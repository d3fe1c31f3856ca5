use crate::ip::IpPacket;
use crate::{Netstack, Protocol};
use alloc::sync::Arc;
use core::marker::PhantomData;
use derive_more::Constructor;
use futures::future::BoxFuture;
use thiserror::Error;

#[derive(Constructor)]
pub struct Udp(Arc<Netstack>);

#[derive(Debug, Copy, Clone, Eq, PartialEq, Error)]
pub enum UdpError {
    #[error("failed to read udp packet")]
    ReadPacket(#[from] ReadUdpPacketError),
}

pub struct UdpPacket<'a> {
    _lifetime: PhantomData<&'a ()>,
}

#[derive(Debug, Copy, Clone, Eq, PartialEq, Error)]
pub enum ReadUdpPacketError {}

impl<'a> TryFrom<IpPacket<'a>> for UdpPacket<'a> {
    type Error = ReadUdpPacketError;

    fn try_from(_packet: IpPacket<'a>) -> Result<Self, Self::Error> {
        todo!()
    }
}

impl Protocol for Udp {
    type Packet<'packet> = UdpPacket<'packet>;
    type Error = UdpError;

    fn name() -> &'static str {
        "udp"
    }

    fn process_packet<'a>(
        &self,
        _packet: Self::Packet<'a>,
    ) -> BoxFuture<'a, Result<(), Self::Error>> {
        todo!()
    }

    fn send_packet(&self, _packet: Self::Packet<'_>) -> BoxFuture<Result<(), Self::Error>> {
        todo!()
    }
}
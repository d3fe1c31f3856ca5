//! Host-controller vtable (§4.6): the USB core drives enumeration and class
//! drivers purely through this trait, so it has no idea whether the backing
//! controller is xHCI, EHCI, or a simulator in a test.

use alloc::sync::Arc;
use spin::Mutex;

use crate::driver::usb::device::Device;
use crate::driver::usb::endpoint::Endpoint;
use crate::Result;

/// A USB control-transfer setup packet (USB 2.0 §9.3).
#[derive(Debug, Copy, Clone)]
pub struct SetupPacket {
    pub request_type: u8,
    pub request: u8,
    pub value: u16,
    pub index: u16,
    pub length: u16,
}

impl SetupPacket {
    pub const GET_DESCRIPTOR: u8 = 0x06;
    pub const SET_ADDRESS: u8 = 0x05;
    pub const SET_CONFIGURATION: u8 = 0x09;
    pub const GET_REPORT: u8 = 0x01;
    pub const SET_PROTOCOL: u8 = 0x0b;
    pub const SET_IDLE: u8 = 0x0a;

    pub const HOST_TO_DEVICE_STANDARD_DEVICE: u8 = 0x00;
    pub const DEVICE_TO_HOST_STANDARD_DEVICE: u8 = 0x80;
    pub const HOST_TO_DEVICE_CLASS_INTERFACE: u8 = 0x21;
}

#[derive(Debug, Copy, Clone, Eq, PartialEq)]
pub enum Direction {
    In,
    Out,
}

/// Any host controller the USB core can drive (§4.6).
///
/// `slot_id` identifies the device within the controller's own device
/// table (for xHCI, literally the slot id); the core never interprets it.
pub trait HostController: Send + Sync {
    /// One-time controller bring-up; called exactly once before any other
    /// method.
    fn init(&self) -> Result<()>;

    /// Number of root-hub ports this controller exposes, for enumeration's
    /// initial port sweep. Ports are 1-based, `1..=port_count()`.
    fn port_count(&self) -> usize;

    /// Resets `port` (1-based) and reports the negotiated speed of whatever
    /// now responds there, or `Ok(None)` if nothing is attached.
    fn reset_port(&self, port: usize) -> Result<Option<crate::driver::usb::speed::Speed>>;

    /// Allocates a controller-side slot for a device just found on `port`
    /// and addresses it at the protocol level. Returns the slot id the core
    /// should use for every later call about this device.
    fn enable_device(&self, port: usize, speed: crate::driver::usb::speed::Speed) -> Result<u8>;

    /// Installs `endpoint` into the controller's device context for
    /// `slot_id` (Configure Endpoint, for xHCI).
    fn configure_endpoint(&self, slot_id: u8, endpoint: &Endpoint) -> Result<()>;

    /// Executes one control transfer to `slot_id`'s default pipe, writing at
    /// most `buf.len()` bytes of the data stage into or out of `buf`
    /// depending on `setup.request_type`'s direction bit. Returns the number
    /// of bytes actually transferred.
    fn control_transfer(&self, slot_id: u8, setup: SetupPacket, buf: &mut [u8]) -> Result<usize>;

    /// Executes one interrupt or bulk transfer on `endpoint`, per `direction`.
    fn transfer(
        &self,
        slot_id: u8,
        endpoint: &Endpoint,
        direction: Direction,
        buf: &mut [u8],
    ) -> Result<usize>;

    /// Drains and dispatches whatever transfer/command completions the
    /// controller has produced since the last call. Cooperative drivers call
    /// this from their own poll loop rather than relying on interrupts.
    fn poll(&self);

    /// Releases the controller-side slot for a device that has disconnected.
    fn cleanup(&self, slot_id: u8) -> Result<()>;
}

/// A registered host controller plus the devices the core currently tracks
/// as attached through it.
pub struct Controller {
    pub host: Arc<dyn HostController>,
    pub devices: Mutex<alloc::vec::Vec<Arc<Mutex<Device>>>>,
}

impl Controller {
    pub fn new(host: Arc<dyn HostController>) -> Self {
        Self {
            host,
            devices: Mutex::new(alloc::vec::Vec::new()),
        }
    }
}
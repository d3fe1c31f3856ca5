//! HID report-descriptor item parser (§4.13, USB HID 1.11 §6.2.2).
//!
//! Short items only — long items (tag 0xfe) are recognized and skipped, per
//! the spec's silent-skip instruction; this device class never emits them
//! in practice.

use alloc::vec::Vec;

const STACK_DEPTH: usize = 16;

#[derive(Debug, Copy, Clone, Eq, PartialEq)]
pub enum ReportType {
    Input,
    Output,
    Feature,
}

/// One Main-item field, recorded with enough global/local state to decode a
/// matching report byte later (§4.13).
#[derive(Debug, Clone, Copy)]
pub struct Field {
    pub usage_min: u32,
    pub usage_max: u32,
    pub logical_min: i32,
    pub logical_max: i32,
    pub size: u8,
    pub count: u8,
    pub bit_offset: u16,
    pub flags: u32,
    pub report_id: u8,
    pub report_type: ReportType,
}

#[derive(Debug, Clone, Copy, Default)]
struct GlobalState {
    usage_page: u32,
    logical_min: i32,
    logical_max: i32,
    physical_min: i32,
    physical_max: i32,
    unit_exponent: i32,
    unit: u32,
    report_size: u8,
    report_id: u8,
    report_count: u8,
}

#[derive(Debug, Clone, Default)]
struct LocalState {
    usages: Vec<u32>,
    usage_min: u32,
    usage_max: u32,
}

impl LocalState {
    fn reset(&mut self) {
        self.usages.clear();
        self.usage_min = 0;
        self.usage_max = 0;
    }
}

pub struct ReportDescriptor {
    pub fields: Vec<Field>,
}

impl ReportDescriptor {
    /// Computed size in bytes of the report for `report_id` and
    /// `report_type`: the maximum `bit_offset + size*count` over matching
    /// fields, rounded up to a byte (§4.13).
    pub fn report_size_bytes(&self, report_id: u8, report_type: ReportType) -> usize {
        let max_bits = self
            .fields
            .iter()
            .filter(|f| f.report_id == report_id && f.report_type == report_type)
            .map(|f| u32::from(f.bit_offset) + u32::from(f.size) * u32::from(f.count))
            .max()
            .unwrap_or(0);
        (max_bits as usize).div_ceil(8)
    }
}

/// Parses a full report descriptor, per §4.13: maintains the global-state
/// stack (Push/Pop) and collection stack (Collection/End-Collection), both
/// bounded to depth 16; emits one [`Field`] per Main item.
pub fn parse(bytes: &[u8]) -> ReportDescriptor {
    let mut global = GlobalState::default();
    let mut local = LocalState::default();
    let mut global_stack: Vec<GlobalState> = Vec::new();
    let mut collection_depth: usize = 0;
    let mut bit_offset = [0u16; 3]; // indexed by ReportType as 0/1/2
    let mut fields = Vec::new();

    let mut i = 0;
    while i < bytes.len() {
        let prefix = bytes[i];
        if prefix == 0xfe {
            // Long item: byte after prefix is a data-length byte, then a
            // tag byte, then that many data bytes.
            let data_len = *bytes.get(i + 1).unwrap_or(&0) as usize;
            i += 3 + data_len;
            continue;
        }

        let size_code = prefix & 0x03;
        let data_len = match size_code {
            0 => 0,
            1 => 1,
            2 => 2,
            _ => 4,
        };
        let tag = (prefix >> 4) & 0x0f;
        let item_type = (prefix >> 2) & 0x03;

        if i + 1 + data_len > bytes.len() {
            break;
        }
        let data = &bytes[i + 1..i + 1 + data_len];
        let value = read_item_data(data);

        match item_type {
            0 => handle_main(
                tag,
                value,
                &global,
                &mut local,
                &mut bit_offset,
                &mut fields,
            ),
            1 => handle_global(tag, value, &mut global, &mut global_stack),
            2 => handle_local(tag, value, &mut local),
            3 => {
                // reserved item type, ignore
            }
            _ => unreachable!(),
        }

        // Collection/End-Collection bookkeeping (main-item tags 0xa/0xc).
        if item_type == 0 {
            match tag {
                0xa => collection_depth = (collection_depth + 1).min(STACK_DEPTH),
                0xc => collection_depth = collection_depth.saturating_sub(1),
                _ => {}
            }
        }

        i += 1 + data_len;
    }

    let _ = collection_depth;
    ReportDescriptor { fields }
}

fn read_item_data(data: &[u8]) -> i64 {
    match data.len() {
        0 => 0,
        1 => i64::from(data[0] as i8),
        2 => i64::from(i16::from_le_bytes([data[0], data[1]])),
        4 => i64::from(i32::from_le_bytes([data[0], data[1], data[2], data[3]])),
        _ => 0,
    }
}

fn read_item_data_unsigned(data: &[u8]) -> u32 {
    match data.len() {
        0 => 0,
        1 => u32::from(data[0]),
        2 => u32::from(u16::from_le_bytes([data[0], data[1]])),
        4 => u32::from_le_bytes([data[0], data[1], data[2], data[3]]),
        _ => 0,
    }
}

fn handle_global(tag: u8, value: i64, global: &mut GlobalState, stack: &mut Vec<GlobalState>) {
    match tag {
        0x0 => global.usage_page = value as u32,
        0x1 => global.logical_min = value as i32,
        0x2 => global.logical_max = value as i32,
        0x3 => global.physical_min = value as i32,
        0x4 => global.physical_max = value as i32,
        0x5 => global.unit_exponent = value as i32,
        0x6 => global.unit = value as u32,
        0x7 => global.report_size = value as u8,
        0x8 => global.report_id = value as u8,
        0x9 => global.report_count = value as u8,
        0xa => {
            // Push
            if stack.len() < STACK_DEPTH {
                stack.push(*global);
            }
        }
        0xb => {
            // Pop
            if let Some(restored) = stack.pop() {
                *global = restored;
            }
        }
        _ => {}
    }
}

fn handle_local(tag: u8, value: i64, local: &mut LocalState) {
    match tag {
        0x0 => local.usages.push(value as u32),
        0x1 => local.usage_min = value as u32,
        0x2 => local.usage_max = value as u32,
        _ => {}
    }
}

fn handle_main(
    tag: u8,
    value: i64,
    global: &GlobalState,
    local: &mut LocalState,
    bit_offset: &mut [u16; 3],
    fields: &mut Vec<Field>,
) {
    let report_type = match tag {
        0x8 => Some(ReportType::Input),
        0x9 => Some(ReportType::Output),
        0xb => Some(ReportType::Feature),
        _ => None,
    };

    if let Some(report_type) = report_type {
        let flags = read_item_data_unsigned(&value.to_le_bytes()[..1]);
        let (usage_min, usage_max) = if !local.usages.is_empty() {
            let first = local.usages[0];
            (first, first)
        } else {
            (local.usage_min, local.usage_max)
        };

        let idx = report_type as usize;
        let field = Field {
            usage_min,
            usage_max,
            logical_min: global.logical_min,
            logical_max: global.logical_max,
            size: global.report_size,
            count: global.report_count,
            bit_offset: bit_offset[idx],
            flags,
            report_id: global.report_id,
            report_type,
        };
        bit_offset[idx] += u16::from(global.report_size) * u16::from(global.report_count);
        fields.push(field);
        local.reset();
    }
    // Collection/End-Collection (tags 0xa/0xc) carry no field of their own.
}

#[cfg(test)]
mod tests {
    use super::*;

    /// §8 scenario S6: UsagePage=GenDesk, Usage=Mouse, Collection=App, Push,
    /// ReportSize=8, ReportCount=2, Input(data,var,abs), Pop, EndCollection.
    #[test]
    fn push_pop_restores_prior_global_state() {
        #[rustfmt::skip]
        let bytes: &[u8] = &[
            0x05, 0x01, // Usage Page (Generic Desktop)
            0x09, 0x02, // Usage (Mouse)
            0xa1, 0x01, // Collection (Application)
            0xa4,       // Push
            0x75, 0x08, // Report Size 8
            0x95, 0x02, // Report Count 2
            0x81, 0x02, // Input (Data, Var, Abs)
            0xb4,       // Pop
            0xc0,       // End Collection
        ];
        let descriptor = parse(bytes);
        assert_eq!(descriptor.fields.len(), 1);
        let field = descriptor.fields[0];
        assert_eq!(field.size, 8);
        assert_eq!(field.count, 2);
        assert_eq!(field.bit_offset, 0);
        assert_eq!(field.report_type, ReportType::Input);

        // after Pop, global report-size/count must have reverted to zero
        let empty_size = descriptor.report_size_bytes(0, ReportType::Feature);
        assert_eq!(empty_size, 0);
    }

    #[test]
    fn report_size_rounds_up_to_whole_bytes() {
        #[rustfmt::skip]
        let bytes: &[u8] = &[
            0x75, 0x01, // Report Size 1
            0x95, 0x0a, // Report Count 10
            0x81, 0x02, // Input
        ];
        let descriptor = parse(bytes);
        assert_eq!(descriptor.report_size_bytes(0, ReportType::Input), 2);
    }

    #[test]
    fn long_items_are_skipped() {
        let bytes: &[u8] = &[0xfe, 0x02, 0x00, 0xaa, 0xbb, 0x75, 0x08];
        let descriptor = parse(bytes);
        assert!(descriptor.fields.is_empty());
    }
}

About this exercise :: Look through the material above and print exactly the lines from the one containing "#[derive(Debug, Clone, Default)]" to the one containing "stack (Collection/End-Collection), both", both included, and nothing more.

Problem solution ::
#[derive(Debug, Clone, Default)]
struct LocalState {
    usages: Vec<u32>,
    usage_min: u32,
    usage_max: u32,
}

impl LocalState {
    fn reset(&mut self) {
        self.usages.clear();
        self.usage_min = 0;
        self.usage_max = 0;
    }
}

pub struct ReportDescriptor {
    pub fields: Vec<Field>,
}

impl ReportDescriptor {
    /// Computed size in bytes of the report for `report_id` and
    /// `report_type`: the maximum `bit_offset + size*count` over matching
    /// fields, rounded up to a byte (§4.13).
    pub fn report_size_bytes(&self, report_id: u8, report_type: ReportType) -> usize {
        let max_bits = self
            .fields
            .iter()
            .filter(|f| f.report_id == report_id && f.report_type == report_type)
            .map(|f| u32::from(f.bit_offset) + u32::from(f.size) * u32::from(f.count))
            .max()
            .unwrap_or(0);
        (max_bits as usize).div_ceil(8)
    }
}

/// Parses a full report descriptor, per §4.13: maintains the global-state
/// stack (Push/Pop) and collection stack (Collection/End-Collection), both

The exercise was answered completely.